GIVEN INFORMATION =>
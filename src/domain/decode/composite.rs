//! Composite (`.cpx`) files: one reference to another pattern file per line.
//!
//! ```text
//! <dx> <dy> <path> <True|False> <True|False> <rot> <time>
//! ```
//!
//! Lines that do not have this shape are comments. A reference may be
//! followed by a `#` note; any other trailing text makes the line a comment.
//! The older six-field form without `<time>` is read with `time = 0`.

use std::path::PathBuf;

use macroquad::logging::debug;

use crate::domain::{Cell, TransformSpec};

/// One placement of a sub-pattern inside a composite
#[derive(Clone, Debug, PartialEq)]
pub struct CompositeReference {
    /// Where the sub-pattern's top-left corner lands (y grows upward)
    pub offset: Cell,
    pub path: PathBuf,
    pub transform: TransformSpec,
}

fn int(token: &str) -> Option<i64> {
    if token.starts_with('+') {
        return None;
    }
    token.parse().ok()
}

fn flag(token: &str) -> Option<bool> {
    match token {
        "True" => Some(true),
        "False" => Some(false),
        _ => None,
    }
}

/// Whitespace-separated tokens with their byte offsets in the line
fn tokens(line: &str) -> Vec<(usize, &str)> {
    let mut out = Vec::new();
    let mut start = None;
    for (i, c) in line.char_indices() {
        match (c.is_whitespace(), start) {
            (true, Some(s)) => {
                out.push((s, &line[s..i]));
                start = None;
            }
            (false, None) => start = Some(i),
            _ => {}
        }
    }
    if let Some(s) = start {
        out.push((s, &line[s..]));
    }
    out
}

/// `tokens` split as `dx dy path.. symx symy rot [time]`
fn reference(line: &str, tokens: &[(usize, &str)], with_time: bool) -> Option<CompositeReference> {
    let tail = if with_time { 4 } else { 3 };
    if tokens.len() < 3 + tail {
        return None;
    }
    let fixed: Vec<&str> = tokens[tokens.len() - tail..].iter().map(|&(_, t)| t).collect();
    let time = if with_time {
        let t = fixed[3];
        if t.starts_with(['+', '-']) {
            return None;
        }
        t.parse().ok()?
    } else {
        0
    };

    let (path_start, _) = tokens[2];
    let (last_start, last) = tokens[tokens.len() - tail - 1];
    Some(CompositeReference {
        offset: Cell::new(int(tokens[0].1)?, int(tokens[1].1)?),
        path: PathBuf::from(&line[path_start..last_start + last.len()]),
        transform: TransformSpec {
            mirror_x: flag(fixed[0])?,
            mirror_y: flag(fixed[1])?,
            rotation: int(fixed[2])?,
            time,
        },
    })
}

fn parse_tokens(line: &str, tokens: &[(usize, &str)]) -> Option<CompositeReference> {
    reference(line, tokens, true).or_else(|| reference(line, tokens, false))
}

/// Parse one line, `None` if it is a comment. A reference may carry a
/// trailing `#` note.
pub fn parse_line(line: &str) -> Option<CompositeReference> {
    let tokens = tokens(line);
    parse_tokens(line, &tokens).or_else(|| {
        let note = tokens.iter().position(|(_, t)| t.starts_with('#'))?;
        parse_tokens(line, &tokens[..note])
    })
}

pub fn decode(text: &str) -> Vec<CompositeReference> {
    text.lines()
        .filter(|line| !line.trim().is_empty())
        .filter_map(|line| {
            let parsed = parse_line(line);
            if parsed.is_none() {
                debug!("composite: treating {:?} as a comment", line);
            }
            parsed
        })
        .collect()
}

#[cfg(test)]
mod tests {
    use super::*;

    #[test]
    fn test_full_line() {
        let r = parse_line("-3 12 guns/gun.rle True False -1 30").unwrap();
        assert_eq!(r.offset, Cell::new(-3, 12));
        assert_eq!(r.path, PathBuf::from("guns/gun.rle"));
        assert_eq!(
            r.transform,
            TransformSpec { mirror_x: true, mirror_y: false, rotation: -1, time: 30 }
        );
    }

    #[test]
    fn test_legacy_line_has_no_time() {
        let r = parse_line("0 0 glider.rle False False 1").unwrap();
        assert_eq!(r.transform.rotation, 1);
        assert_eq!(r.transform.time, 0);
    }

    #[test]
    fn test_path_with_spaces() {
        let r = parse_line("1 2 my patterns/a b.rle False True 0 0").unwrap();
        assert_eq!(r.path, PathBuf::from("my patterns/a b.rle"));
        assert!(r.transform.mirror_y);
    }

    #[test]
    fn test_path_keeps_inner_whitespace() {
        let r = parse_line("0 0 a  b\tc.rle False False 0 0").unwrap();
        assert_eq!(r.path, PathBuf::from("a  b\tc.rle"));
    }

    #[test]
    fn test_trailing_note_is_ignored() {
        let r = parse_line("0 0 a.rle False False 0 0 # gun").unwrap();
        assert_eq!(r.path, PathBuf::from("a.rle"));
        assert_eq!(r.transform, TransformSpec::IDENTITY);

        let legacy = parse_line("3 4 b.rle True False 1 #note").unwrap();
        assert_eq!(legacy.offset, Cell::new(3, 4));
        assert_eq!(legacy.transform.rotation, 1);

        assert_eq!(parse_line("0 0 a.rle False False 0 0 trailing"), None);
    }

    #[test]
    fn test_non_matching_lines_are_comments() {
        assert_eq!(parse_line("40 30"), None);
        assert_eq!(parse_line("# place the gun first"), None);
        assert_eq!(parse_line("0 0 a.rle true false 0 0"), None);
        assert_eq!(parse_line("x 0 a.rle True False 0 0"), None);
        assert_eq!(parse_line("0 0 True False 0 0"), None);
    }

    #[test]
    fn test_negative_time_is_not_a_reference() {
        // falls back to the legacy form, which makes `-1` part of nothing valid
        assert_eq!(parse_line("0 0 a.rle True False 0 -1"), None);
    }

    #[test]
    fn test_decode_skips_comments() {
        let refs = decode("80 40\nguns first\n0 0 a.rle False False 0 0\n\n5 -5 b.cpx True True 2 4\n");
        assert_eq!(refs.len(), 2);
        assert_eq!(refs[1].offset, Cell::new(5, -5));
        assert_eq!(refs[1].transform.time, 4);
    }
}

EXERCISE INSTRUCTIONS =>
Exactly as shown, output all of the material above.

RESPONSE BOX =>
filename src/domain/decode/composite.rs
//! Composite (`.cpx`) files: one reference to another pattern file per line.
//!
//! ```text
//! <dx> <dy> <path> <True|False> <True|False> <rot> <time>
//! ```
//!
//! Lines that do not have this shape are comments. A reference may be
//! followed by a `#` note; any other trailing text makes the line a comment.
//! The older six-field form without `<time>` is read with `time = 0`.

use std::path::PathBuf;

use macroquad::logging::debug;

use crate::domain::{Cell, TransformSpec};

/// One placement of a sub-pattern inside a composite
#[derive(Clone, Debug, PartialEq)]
pub struct CompositeReference {
    /// Where the sub-pattern's top-left corner lands (y grows upward)
    pub offset: Cell,
    pub path: PathBuf,
    pub transform: TransformSpec,
}

fn int(token: &str) -> Option<i64> {
    if token.starts_with('+') {
        return None;
    }
    token.parse().ok()
}

fn flag(token: &str) -> Option<bool> {
    match token {
        "True" => Some(true),
        "False" => Some(false),
        _ => None,
    }
}

/// Whitespace-separated tokens with their byte offsets in the line
fn tokens(line: &str) -> Vec<(usize, &str)> {
    let mut out = Vec::new();
    let mut start = None;
    for (i, c) in line.char_indices() {
        match (c.is_whitespace(), start) {
            (true, Some(s)) => {
                out.push((s, &line[s..i]));
                start = None;
            }
            (false, None) => start = Some(i),
            _ => {}
        }
    }
    if let Some(s) = start {
        out.push((s, &line[s..]));
    }
    out
}

/// `tokens` split as `dx dy path.. symx symy rot [time]`
fn reference(line: &str, tokens: &[(usize, &str)], with_time: bool) -> Option<CompositeReference> {
    let tail = if with_time { 4 } else { 3 };
    if tokens.len() < 3 + tail {
        return None;
    }
    let fixed: Vec<&str> = tokens[tokens.len() - tail..].iter().map(|&(_, t)| t).collect();
    let time = if with_time {
        let t = fixed[3];
        if t.starts_with(['+', '-']) {
            return None;
        }
        t.parse().ok()?
    } else {
        0
    };

    let (path_start, _) = tokens[2];
    let (last_start, last) = tokens[tokens.len() - tail - 1];
    Some(CompositeReference {
        offset: Cell::new(int(tokens[0].1)?, int(tokens[1].1)?),
        path: PathBuf::from(&line[path_start..last_start + last.len()]),
        transform: TransformSpec {
            mirror_x: flag(fixed[0])?,
            mirror_y: flag(fixed[1])?,
            rotation: int(fixed[2])?,
            time,
        },
    })
}

fn parse_tokens(line: &str, tokens: &[(usize, &str)]) -> Option<CompositeReference> {
    reference(line, tokens, true).or_else(|| reference(line, tokens, false))
}

/// Parse one line, `None` if it is a comment. A reference may carry a
/// trailing `#` note.
pub fn parse_line(line: &str) -> Option<CompositeReference> {
    let tokens = tokens(line);
    parse_tokens(line, &tokens).or_else(|| {
        let note = tokens.iter().position(|(_, t)| t.starts_with('#'))?;
        parse_tokens(line, &tokens[..note])
    })
}

pub fn decode(text: &str) -> Vec<CompositeReference> {
    text.lines()
        .filter(|line| !line.trim().is_empty())
        .filter_map(|line| {
            let parsed = parse_line(line);
            if parsed.is_none() {
                debug!("composite: treating {:?} as a comment", line);
            }
            parsed
        })
        .collect()
}

#[cfg(test)]
mod tests {
    use super::*;

    #[test]
    fn test_full_line() {
        let r = parse_line("-3 12 guns/gun.rle True False -1 30").unwrap();
        assert_eq!(r.offset, Cell::new(-3, 12));
        assert_eq!(r.path, PathBuf::from("guns/gun.rle"));
        assert_eq!(
            r.transform,
            TransformSpec { mirror_x: true, mirror_y: false, rotation: -1, time: 30 }
        );
    }

    #[test]
    fn test_legacy_line_has_no_time() {
        let r = parse_line("0 0 glider.rle False False 1").unwrap();
        assert_eq!(r.transform.rotation, 1);
        assert_eq!(r.transform.time, 0);
    }

    #[test]
    fn test_path_with_spaces() {
        let r = parse_line("1 2 my patterns/a b.rle False True 0 0").unwrap();
        assert_eq!(r.path, PathBuf::from("my patterns/a b.rle"));
        assert!(r.transform.mirror_y);
    }

    #[test]
    fn test_path_keeps_inner_whitespace() {
        let r = parse_line("0 0 a  b\tc.rle False False 0 0").unwrap();
        assert_eq!(r.path, PathBuf::from("a  b\tc.rle"));
    }

    #[test]
    fn test_trailing_note_is_ignored() {
        let r = parse_line("0 0 a.rle False False 0 0 # gun").unwrap();
        assert_eq!(r.path, PathBuf::from("a.rle"));
        assert_eq!(r.transform, TransformSpec::IDENTITY);

        let legacy = parse_line("3 4 b.rle True False 1 #note").unwrap();
        assert_eq!(legacy.offset, Cell::new(3, 4));
        assert_eq!(legacy.transform.rotation, 1);

        assert_eq!(parse_line("0 0 a.rle False False 0 0 trailing"), None);
    }

    #[test]
    fn test_non_matching_lines_are_comments() {
        assert_eq!(parse_line("40 30"), None);
        assert_eq!(parse_line("# place the gun first"), None);
        assert_eq!(parse_line("0 0 a.rle true false 0 0"), None);
        assert_eq!(parse_line("x 0 a.rle True False 0 0"), None);
        assert_eq!(parse_line("0 0 True False 0 0"), None);
    }

    #[test]
    fn test_negative_time_is_not_a_reference() {
        // falls back to the legacy form, which makes `-1` part of nothing valid
        assert_eq!(parse_line("0 0 a.rle True False 0 -1"), None);
    }

    #[test]
    fn test_decode_skips_comments() {
        let refs = decode("80 40\nguns first\n0 0 a.rle False False 0 0\n\n5 -5 b.cpx True True 2 4\n");
        assert_eq!(refs.len(), 2);
        assert_eq!(refs[1].offset, Cell::new(5, -5));
        assert_eq!(refs[1].transform.time, 4);
    }
}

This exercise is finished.